= Amédée-Louis Hettich =

French poet, journalist and musicologist (1856–1937)

Amédée-Louis Hettich, also known as Amédée Landély Hettich and later as Amédée de Hettich (February 5, 1856, Nantes, France – April 5, 1937, Paris, France) was a French poet, singer, journalist, music teacher, and musicologist.

== Biography ==
Amédée-Louis Hettich was born in Nantes on February 5, 1856. He studied singing in the class of the Belgian musician Jean-Jacques Masset at the Conservatoire de Paris.

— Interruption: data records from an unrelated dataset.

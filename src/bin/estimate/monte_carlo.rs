// Seed Stability Study — N runs per scenario with across-run aggregation
// Each scenario runs N times with seeds base..base+N, computing mean ± 95% CI of each channel

use fleet_estimator::{Histogram, MonteCarloEngine, SimulationParameters, SummaryStatistic, ValidationError};

use crate::report::*;
use crate::scenarios::Scenario;

use std::time::Instant;

/// Run a scenario once with a specific seed.
pub fn run_single(
    params: &SimulationParameters,
    sensor: Option<f64>,
    seed: u64,
) -> Result<(RunResult, Option<Histogram>), ValidationError> {
    let start = Instant::now();
    let outcome = MonteCarloEngine::seeded(seed).run(params, sensor)?;
    let histogram = outcome.histogram();
    Ok((
        RunResult {
            seed,
            fleet: outcome.fleet_stats,
            trip: outcome.trip_stats,
            sensor: outcome.sensor_stats,
            blended: outcome.blended_stats,
            elapsed_ms: start.elapsed().as_millis(),
        },
        histogram,
    ))
}

/// Run N seeds of a scenario and aggregate.
pub fn run_study(
    scenario: &Scenario,
    params: &SimulationParameters,
    sensor: Option<f64>,
    n_runs: usize,
    base_seed: u64,
) -> Result<StabilityReport, ValidationError> {
    let mut results = Vec::with_capacity(n_runs);
    let mut histogram = None;
    for i in 0..n_runs {
        let (result, h) = run_single(params, sensor, base_seed + i as u64)?;
        if i == 0 {
            histogram = h;
        }
        results.push(result);
    }
    Ok(aggregate(scenario, params, sensor, histogram, results))
}

/// Stats over the defined values of one field across runs.
fn across<F>(results: &[RunResult], field: F) -> Option<Stats>
where
    F: Fn(&RunResult) -> Option<f64>,
{
    let values: Vec<f64> = results.iter().filter_map(field).collect();
    Stats::from_samples(&values)
}

fn aggregate(
    scenario: &Scenario,
    params: &SimulationParameters,
    sensor: Option<f64>,
    histogram: Option<Histogram>,
    results: Vec<RunResult>,
) -> StabilityReport {
    let mean = |s: &SummaryStatistic| s.mean;

    StabilityReport {
        scenario_name: scenario.name.to_string(),
        label: scenario.label.to_string(),
        params: params.clone(),
        sensor_point: sensor,
        n_runs: results.len(),
        fleet_mean: across(&results, |r| mean(&r.fleet)),
        trip_mean: across(&results, |r| mean(&r.trip)),
        sensor_mean: across(&results, |r| mean(&r.sensor)),
        blended_mean: across(&results, |r| mean(&r.blended)),
        blended_p5: across(&results, |r| r.blended.p5),
        blended_p95: across(&results, |r| r.blended.p95),
        histogram,
        individual_runs: results,
    }
}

In 1881, while they were both students at the Conservatoire de Paris, he wanted to marry the composer Mel Bonis, but the composer's family disapproved of the union. Mel Bonis' family promptly arranged for her to marry the (twice) widowed Albert Dommange. She brought up his five children from his previous marriages as well as providing him with three more. The family lived at 60 rue Monceau, in the heart of the Europe district, in the 8th arrondissement of Paris. In 1898, she reconnected with Amédée-Louis Hettich. They had a daughter together, Madeleine, who was born on September 7, 1899.

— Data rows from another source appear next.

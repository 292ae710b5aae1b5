//! In-memory query evaluation: predicates, ordering, pagination.

use crate::context::Context;
use crate::entity::Entity;
use crate::error::{CoreError, CoreResult};
use reldb_storage::Record;
use std::cmp::Ordering;
use std::marker::PhantomData;
use std::str::FromStr;

/// Comparison operator for a query condition.
#[derive(Debug, Clone, Copy, PartialEq, Eq)]
pub enum Operator {
    /// Equal.
    Eq,
    /// Not equal.
    Ne,
    /// Less than.
    Lt,
    /// Less than or equal.
    Le,
    /// Greater than.
    Gt,
    /// Greater than or equal.
    Ge,
    /// Case-insensitive substring match, regardless of field type.
    Like,
}

impl FromStr for Operator {
    type Err = CoreError;

    /// Parses an operator token.
    ///
    /// Recognized tokens: `=`, `==`, `!=`, `<>`, `<`, `<=`, `>`, `>=`
    /// and `like` (case-insensitive). Anything else is an
    /// [`CoreError::UnsupportedOperator`], never a silently-false
    /// condition.
    fn from_str(token: &str) -> Result<Self, Self::Err> {
        match token {
            "=" | "==" => Ok(Self::Eq),
            "!=" | "<>" => Ok(Self::Ne),
            "<" => Ok(Self::Lt),
            "<=" => Ok(Self::Le),
            ">" => Ok(Self::Gt),
            ">=" => Ok(Self::Ge),
            _ if token.eq_ignore_ascii_case("like") => Ok(Self::Like),
            _ => Err(CoreError::unsupported_operator(token)),
        }
    }
}

impl std::fmt::Display for Operator {
    fn fmt(&self, f: &mut std::fmt::Formatter<'_>) -> std::fmt::Result {
        let token = match self {
            Self::Eq => "=",
            Self::Ne => "!=",
            Self::Lt => "<",
            Self::Le => "<=",
            Self::Gt => ">",
            Self::Ge => ">=",
            Self::Like => "LIKE",
        };
        f.write_str(token)
    }
}

/// One predicate over a field value. Conditions in a query are ANDed.
#[derive(Debug, Clone)]
pub(crate) struct QueryCondition {
    pub(crate) field: String,
    pub(crate) operator: Operator,
    pub(crate) value: String,
}

impl QueryCondition {
    /// Evaluates the condition against a record.
    ///
    /// A record lacking the field satisfies only `Ne`: absence is not
    /// equal to anything and otherwise incomparable.
    pub(crate) fn matches(&self, record: &Record) -> bool {
        let Some(actual) = record.get(&self.field) else {
            return self.operator == Operator::Ne;
        };
        match self.operator {
            Operator::Like => actual.to_lowercase().contains(&self.value.to_lowercase()),
            Operator::Eq => compare_values(actual, &self.value) == Ordering::Equal,
            Operator::Ne => compare_values(actual, &self.value) != Ordering::Equal,
            Operator::Lt => compare_values(actual, &self.value) == Ordering::Less,
            Operator::Le => compare_values(actual, &self.value) != Ordering::Greater,
            Operator::Gt => compare_values(actual, &self.value) == Ordering::Greater,
            Operator::Ge => compare_values(actual, &self.value) != Ordering::Less,
        }
    }
}

/// One ordering key; earlier keys dominate, later keys break ties.
#[derive(Debug, Clone)]
pub(crate) struct OrderKey {
    pub(crate) field: String,
    pub(crate) descending: bool,
}

/// Compares two field values: as decimal numbers when both parse, as
/// case-insensitive strings otherwise.
pub(crate) fn compare_values(a: &str, b: &str) -> Ordering {
    match (a.parse::<f64>(), b.parse::<f64>()) {
        (Ok(x), Ok(y)) => x.partial_cmp(&y).unwrap_or(Ordering::Equal),
        _ => a.to_lowercase().cmp(&b.to_lowercase()),
    }
}

/// Stable-sorts records by the ordering keys in declaration order.
pub(crate) fn order_records(records: &mut [Record], order: &[OrderKey]) {
    if order.is_empty() {
        return;
    }
    records.sort_by(|a, b| {
        for key in order {
            let left = a.get(&key.field).unwrap_or_default();
            let right = b.get(&key.field).unwrap_or_default();
            let mut ordering = compare_values(left, right);
            if key.descending {
                ordering = ordering.reverse();
            }
            if ordering != Ordering::Equal {
                return ordering;
            }
        }
        Ordering::Equal
    });
}

/// A chainable query over one entity type.
///
/// Built by [`Context::query`]; nothing touches the store until
/// [`QueryBuilder::execute`]. Every returned entity has been run
/// through relationship loading and is tracked by its entity set.
///
/// # Example
///
/// ```rust,ignore
/// let expensive: Vec<Car> = ctx
///     .query::<Car>()
///     .filter("price", Operator::Gt, "40000")
///     .order_by("price", true)
///     .skip(1)
///     .take(1)
///     .execute()?;
/// ```
pub struct QueryBuilder<'a, T: Entity> {
    context: &'a mut Context,
    conditions: Vec<QueryCondition>,
    order: Vec<OrderKey>,
    skip: Option<usize>,
    take: Option<usize>,
    _marker: PhantomData<fn() -> T>,
}

impl<'a, T: Entity> QueryBuilder<'a, T> {
    pub(crate) fn new(context: &'a mut Context) -> Self {
        Self {
            context,
            conditions: Vec::new(),
            order: Vec::new(),
            skip: None,
            take: None,
            _marker: PhantomData,
        }
    }

    /// Appends a condition; all conditions are ANDed.
    ///
    /// Operator tokens can be parsed with [`Operator::from_str`], which
    /// rejects unrecognized tokens.
    #[must_use]
    pub fn filter(
        mut self,
        field: impl Into<String>,
        operator: Operator,
        value: impl Into<String>,
    ) -> Self {
        self.conditions.push(QueryCondition {
            field: field.into(),
            operator,
            value: value.into(),
        });
        self
    }

    /// Appends an ordering key. Keys apply in declaration order; later
    /// keys are tie-breakers.
    #[must_use]
    pub fn order_by(mut self, field: impl Into<String>, descending: bool) -> Self {
        self.order.push(OrderKey {
            field: field.into(),
            descending,
        });
        self
    }

    /// Skips the first `n` records after filtering and ordering.
    #[must_use]
    pub fn skip(mut self, n: usize) -> Self {
        self.skip = Some(n);
        self
    }

    /// Limits the result to `n` records, applied after `skip`.
    #[must_use]
    pub fn take(mut self, n: usize) -> Self {
        self.take = Some(n);
        self
    }

    /// Evaluates the query and returns the matching entities in final
    /// order, tracked by their entity set.
    ///
    /// # Errors
    ///
    /// Returns an error if the type is unregistered, a stored record is
    /// malformed, or the store fails.
    pub fn execute(self) -> CoreResult<Vec<T>> {
        self.context
            .run_query::<T>(&self.conditions, &self.order, self.skip, self.take)
    }
}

On December 3, 1883, Amédée-Louis Hettich performed one of Mel Bonis's melodies, Sur la plage !, for which he had written the lyrics. The event took place at Moscow, at an event which was probably hosted by the composer Adolphe Blanc.

As a poet, he was the muse of Mel Bonis. As a music critic, he wrote for L'Art musical. He wrote critiques of Georges Bizet's Les Pêcheurs de perles, Vincenzo Bellini's I puritani, Jules Massenet's Esclarmonde, Charles Gounod's Mireille, Gaetano Donizetti's Lucia di Lammermoor, Victorin de Joncières's Dimitri, Camille Saint-Saëns's Ascanio, Benjamin Godard's Dante et Béatrice, Alfred Bruneau's Le Rêve, and Ernest Reyer's Sigurd. He also proposed a French adaptation of the Neapolitan love song 'O sole mio, famously sung by Tino Rossi.

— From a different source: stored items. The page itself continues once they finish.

//! # RelDB Core
//!
//! An object-relational mapping engine over a generic table-document
//! store.
//!
//! This crate provides:
//! - Statically declared entity schemas with relationship descriptors
//! - Snapshot-based change tracking (`New` / `Unchanged` / `Modified` /
//!   `Deleted`)
//! - A type-level dependency graph that orders multi-entity saves and
//!   rejects cyclic declarations
//! - Relationship resolution: foreign keys, junction tables, and
//!   cascade / set-null / restrict / orphan delete behaviors
//! - An in-memory query evaluator with predicates, multi-key ordering,
//!   and pagination
//!
//! The storage side is the [`reldb_storage`] crate; anything
//! implementing [`reldb_storage::TableStore`] works as a backend.
//!
//! ## Example
//!
//! ```rust,ignore
//! use reldb_core::{Context, Operator};
//! use reldb_storage::InMemoryStore;
//!
//! let mut ctx = Context::builder()
//!     .register::<Owner>()
//!     .register::<Car>()
//!     .build(Box::new(InMemoryStore::new()))?;
//!
//! ctx.set::<Car>()?.add(car);
//! ctx.save_changes()?;
//!
//! let expensive = ctx
//!     .query::<Car>()
//!     .filter("price", Operator::Gt, "40000")
//!     .order_by("price", true)
//!     .execute()?;
//! ```

#![deny(unsafe_code)]
#![warn(missing_docs)]

mod context;
mod entity;
mod error;
mod graph;
mod query;
mod resolver;
mod schema;
mod set;

pub use context::{Context, ContextBuilder};
pub use entity::{Entity, EntityState, Key, Ref, RefSet, Tracked};
pub use error::{CoreError, CoreResult, ValidationFailure, Violation};
pub use query::{Operator, QueryBuilder};
pub use schema::{
    fk_field, junction_table, Cardinality, DeleteBehavior, EntitySchema, RelationshipDescriptor,
    SchemaRegistry,
};
pub use set::EntitySet;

Hettich taught singing at the Conservatoire de Paris. Among his students were Madeleine Grey, Charles Panzéra, Arthur Endrèze, and Erling Krogh.

In 1906 Amédée-Landely Hettich began compiling and eventually published a project of vocal exercises-studies in several volumes. This project spanned nearly 30 years and brought together more than 150 works by composers.

He was made a Knight of the Légion d'Honneur in 1922.

He died on April 5, 1937, eighteen days after Mel Bonis.

== Works ==
- Vers à chanter, 1899

== Bibliography ==

- Jardin, Étienne (2020). "Mel Bonis (1858–1937) : parcours d'une compositrice de la Belle Époque"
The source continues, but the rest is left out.